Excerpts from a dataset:
______

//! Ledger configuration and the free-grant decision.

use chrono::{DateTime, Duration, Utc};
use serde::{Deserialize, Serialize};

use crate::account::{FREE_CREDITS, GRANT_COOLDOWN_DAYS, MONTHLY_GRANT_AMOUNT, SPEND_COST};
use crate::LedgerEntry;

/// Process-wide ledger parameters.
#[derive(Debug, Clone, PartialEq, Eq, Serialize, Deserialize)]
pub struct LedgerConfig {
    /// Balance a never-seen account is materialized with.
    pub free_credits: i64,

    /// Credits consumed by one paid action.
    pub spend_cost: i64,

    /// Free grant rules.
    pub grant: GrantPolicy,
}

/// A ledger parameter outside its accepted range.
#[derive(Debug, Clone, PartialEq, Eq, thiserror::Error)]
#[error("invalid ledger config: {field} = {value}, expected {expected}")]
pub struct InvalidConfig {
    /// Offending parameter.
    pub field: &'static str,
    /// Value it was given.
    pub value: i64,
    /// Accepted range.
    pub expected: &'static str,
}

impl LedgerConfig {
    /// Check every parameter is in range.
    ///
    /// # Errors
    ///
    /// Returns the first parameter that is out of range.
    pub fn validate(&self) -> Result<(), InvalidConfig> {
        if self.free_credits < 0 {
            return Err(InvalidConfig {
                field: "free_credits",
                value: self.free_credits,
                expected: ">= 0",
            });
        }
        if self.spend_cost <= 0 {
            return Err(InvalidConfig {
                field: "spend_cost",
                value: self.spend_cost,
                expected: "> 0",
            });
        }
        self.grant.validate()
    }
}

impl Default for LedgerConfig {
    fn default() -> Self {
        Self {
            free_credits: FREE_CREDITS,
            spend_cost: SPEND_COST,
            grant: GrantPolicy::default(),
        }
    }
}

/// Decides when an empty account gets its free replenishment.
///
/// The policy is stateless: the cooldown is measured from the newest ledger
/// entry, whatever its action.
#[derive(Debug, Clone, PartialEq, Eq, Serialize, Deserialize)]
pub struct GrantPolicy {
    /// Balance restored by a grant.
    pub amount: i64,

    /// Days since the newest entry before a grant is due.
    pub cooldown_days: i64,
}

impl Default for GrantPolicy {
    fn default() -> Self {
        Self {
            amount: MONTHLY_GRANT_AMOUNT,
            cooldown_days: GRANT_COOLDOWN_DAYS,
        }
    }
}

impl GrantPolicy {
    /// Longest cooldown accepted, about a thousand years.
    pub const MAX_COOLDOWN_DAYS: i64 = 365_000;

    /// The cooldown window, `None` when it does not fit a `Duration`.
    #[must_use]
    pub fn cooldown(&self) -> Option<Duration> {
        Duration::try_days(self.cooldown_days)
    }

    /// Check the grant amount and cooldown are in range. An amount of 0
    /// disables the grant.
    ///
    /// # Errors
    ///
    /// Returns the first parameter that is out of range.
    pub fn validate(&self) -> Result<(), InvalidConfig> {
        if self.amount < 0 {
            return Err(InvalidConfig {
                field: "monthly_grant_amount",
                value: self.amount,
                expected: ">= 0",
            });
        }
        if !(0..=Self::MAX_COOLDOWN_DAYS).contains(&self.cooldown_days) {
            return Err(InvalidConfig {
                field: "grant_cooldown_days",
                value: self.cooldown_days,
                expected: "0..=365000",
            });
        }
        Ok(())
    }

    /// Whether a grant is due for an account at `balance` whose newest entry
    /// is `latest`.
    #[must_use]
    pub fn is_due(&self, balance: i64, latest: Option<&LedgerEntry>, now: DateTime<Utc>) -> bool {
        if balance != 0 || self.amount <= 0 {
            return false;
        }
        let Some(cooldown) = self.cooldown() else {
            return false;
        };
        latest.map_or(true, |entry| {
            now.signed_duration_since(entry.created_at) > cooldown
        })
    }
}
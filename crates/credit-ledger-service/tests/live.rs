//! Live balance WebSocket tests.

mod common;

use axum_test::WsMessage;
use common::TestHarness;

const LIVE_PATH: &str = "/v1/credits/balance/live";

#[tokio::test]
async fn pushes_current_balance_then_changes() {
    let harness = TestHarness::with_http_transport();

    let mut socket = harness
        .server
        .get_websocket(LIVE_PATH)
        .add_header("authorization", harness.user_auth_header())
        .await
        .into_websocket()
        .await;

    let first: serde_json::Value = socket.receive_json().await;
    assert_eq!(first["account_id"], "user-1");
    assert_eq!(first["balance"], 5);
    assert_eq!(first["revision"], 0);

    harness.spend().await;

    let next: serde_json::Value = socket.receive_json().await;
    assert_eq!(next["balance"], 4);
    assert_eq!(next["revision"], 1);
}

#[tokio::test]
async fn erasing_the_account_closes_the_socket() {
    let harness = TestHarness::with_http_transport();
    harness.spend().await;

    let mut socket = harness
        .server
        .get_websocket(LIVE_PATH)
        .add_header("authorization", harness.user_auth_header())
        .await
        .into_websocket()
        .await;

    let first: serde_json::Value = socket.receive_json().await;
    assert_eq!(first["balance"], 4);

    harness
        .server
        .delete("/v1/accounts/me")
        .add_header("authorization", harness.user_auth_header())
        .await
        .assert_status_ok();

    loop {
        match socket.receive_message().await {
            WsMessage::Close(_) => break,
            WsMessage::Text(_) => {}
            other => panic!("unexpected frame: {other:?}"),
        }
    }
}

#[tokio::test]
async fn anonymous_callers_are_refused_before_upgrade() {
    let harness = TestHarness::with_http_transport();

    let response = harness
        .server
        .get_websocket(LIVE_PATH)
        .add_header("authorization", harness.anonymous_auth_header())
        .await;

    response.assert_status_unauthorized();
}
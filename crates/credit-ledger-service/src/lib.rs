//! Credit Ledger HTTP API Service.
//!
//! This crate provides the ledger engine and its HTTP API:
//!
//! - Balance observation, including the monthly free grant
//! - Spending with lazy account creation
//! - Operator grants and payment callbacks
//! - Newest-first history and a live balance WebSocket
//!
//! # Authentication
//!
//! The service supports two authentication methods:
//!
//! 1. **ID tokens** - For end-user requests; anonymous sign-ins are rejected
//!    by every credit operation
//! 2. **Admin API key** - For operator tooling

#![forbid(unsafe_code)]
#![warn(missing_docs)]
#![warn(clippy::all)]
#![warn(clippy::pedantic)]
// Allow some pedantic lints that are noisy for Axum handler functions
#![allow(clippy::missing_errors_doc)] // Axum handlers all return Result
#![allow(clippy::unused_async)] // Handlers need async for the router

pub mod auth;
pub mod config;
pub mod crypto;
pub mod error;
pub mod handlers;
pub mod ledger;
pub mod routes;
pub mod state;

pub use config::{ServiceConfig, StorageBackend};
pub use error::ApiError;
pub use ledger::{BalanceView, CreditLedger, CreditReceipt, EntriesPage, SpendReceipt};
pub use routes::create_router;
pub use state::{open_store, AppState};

______

DIRECTIONS - Would you repeat, exactly and with nothing added, every line from the line containing "HTTP API Service." through the last line of the records above?

FINISHED TASK -
//! Credit Ledger HTTP API Service.
//!
//! This crate provides the ledger engine and its HTTP API:
//!
//! - Balance observation, including the monthly free grant
//! - Spending with lazy account creation
//! - Operator grants and payment callbacks
//! - Newest-first history and a live balance WebSocket
//!
//! # Authentication
//!
//! The service supports two authentication methods:
//!
//! 1. **ID tokens** - For end-user requests; anonymous sign-ins are rejected
//!    by every credit operation
//! 2. **Admin API key** - For operator tooling

#![forbid(unsafe_code)]
#![warn(missing_docs)]
#![warn(clippy::all)]
#![warn(clippy::pedantic)]
// Allow some pedantic lints that are noisy for Axum handler functions
#![allow(clippy::missing_errors_doc)] // Axum handlers all return Result
#![allow(clippy::unused_async)] // Handlers need async for the router

pub mod auth;
pub mod config;
pub mod crypto;
pub mod error;
pub mod handlers;
pub mod ledger;
pub mod routes;
pub mod state;

pub use config::{ServiceConfig, StorageBackend};
pub use error::ApiError;
pub use ledger::{BalanceView, CreditLedger, CreditReceipt, EntriesPage, SpendReceipt};
pub use routes::create_router;
pub use state::{open_store, AppState};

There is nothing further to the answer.